For other embodiments, however, the processor may be a different
type of processor such as, for example, a microcontroller, a
digital signal processor, etc.
[0028] Also coupled to the bus 120 are one or more input devices
125, such as a keyboard and/or a cursor control device, one or more
output devices 130, such as a monitor and/or printer, one or more
memories 135 (e.g. random access memory (RAM), read only memory
(ROM), etc.), other devices 140 (e.g. memory controller, graphics
controller, bus bridge, etc.), and one or more mass storage devices
and/or network connectivity devices 145.
[0029] The mass storage device(s) and/or network connectivity
devices 145 may include a hard disk drive, a compact disc read only
memory (CD ROM) drive, an optical disk drive and/or a network
connector to couple the computer system 100 to one or more other
computer systems or mass storage devices over a network, for
example. Further, the mass storage device(s) 145 may include
additional or alternate mass storage device(s) that are accessible
by the computer system 100 over a network (not shown).
[0030] A corresponding data storage medium (or media) 150 (also
referred to as a computer-accessible storage medium) may be used to
store instructions, data and/or one or more programs to be executed
by the processor 100. For one embodiment, the computer-accessible
storage medium (or media) 150 stores information, instructions
and/or programs 155-173 that, when executed by the processor 100 or
another machine, are used to perform generalized fault modeling and
related actions in accordance with one or more embodiments.
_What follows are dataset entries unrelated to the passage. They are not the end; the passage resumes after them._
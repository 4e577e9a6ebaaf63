// Maze layouts in the classic text format
//
//   %  wall        .  food        o  capsule
//   P  pacman      G  ghost          (space) empty corridor
//
// The first line of the text is the top row of the maze, so it maps to the
// largest y coordinate.

use std::fs;
use std::path::Path;
use thiserror::Error;

use crate::types::Position;

/// Errors raised while reading a layout
#[derive(Debug, Error)]
pub enum LayoutError {
    #[error("failed to read layout file: {0}")]
    Io(#[from] std::io::Error),
    #[error("layout is empty")]
    Empty,
    #[error("layout row {row} has width {found}, expected {expected}")]
    Ragged {
        row: usize,
        expected: usize,
        found: usize,
    },
    #[error("layout has no pacman start ('P')")]
    MissingPacman,
    #[error("unknown layout glyph {glyph:?} at row {row}, column {column}")]
    UnknownGlyph { glyph: char, row: usize, column: usize },
}

/// Static wall map. Anything outside the grid reads as a wall.
#[derive(Debug, Clone, PartialEq, Eq)]
pub struct Walls {
    width: usize,
    height: usize,
    cells: Vec<bool>,
}

impl Walls {
    /// Creates an open grid with no walls
    pub fn new(width: usize, height: usize) -> Self {
        Walls {
            width,
            height,
            cells: vec![false; width * height],
        }
    }

    pub fn width(&self) -> usize {
        self.width
    }

    pub fn height(&self) -> usize {
        self.height
    }

    fn index(&self, position: Position) -> Option<usize> {
        if position.x < 0 || position.y < 0 {
            return None;
        }
        let (x, y) = (position.x as usize, position.y as usize);
        if x >= self.width || y >= self.height {
            return None;
        }
        Some(y * self.width + x)
    }

    pub fn is_wall(&self, position: Position) -> bool {
        match self.index(position) {
            Some(idx) => self.cells[idx],
            None => true,
        }
    }

    pub fn set_wall(&mut self, position: Position, wall: bool) {
        if let Some(idx) = self.index(position) {
            self.cells[idx] = wall;
        }
    }

    /// Iterates over every open (non-wall) cell
    pub fn open_cells(&self) -> impl Iterator<Item = Position> + '_ {
        (0..self.height).flat_map(move |y| {
            (0..self.width).filter_map(move |x| {
                let pos = Position::new(x as i32, y as i32);
                if self.is_wall(pos) {
                    None
                } else {
                    Some(pos)
                }
            })
        })
    }
}

/// A parsed maze with its initial pieces
#[derive(Debug, Clone)]
pub struct Layout {
    pub walls: Walls,
    pub food: Vec<Position>,
    pub capsules: Vec<Position>,
    pub pacman_start: Position,
    pub ghost_starts: Vec<Position>,
}

impl Layout {
    /// Parses a layout from its text form
    pub fn parse(text: &str) -> Result<Self, LayoutError> {
        let rows: Vec<&str> = text
            .lines()
            .map(|line| line.trim_end_matches('\r'))
            .filter(|line| !line.trim().is_empty())
            .collect();

        if rows.is_empty() {
            return Err(LayoutError::Empty);
        }

        let width = rows[0].chars().count();
        let height = rows.len();
        let mut walls = Walls::new(width, height);
        let mut food = Vec::new();
        let mut capsules = Vec::new();
        let mut pacman_start = None;
        let mut ghost_starts = Vec::new();

        for (row, line) in rows.iter().enumerate() {
            let found = line.chars().count();
            if found != width {
                return Err(LayoutError::Ragged {
                    row,
                    expected: width,
                    found,
                });
            }

            let y = (height - 1 - row) as i32;
            for (column, glyph) in line.chars().enumerate() {
                let pos = Position::new(column as i32, y);
                match glyph {
                    '%' => walls.set_wall(pos, true),
                    '.' => food.push(pos),
                    'o' => capsules.push(pos),
                    'P' => pacman_start = Some(pos),
                    'G' => ghost_starts.push(pos),
                    ' ' => {}
                    _ => return Err(LayoutError::UnknownGlyph { glyph, row, column }),
                }
            }
        }

        Ok(Layout {
            walls,
            food,
            capsules,
            pacman_start: pacman_start.ok_or(LayoutError::MissingPacman)?,
            ghost_starts,
        })
    }

    /// Reads and parses a layout file
    pub fn from_file<P: AsRef<Path>>(path: P) -> Result<Self, LayoutError> {
        let contents = fs::read_to_string(path.as_ref())?;
        Self::parse(&contents)
    }
}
[0031] For the exemplary embodiment shown in FIG. 1, for example, a
fault extraction engine 155 is included to extract systematic and
random defects and circuit marginalities based on input data
related to an integrated circuit design. In operation, the
extraction engine 155 receives layout data 157, schematic data 158,
performance verification (PV) data 159 and/or a gate level model
160, each associated with an integrated circuit design to be
analyzed. For some embodiments, the extraction engine 155 may also
receive a two-dimensional power and/or thermal dissipation map
161.
[0032] Responsive to the input data, the extraction engine 155
generates a list 163 of potential sources of faulty behaviors such
as faults, systematic and/or random defects and/or circuit
marginalities, for example. The output of the extraction engine 155
is referred to herein as a faulty behavior list 163 and/or as a
defect/marginality list. Each of the entries in the faulty behavior
list 163 may be referred to herein as a fault or extracted fault,
although some entries may more properly be considered to be
marginalities related to performance degradation, for example.
[0033] The faulty behavior list 163 may indicate possible faults
such as bridge faults, stuck-at faults, dynamic faults, etc. The
faulty behavior list 163 of one embodiment may indicate potential
faults in order of importance based on user-defined or other
criteria.
[0034] The faulty behavior list 163 may then be provided to a fault
modeler 165. For the embodiment shown in FIG. 1, the fault modeler
165 is a generalized fault modeler as described in more detail
below. The generalized fault modeler 165 models the identified
faults such that the fault information can be used by a fault
simulator 169 to simulate the faults and/or by an automatic test
pattern generation (ATPG) tool 167 to generate test patterns to
test for the faults. Such models may also or alternatively be used
during design verification or other design-related activities, for
example.
[0035] For one embodiment, responsive to the faulty behavior list
163, to gate-level model information 160, and, in some cases, to
user input via one or more input device(s) 125, the generalized
fault modeler 165 provides a fault list 166 at an output. The fault
list 166 is provided to the ATPG tool 167, which generates test
patterns 168 responsive to the fault list 166. For one embodiment,
as described in more detail below, the ATPG tool may generate test
vectors that cause the specified mandatory excitation conditions
and/or test vectors that cause both mandatory and optional
excitation conditions. The ATPG tool 167 may be any type of ATPG
tool that can accept as input the fault list 166 with the features
described below. For one embodiment, the ATPG tool 167 uses
conventional test pattern generation algorithms with only minor
modifications to be able to operate on the fault list 166 with the
below-described features.
[0036] With continuing reference to FIG. 1, the test patterns 168,
along with the fault list 166 and the gate level model 160 are
provided to the fault simulator 169. The fault simulator 169, like
the ATPG tool 167, may be any fault simulator that can accept as
input the fault list 166 with the below-described features.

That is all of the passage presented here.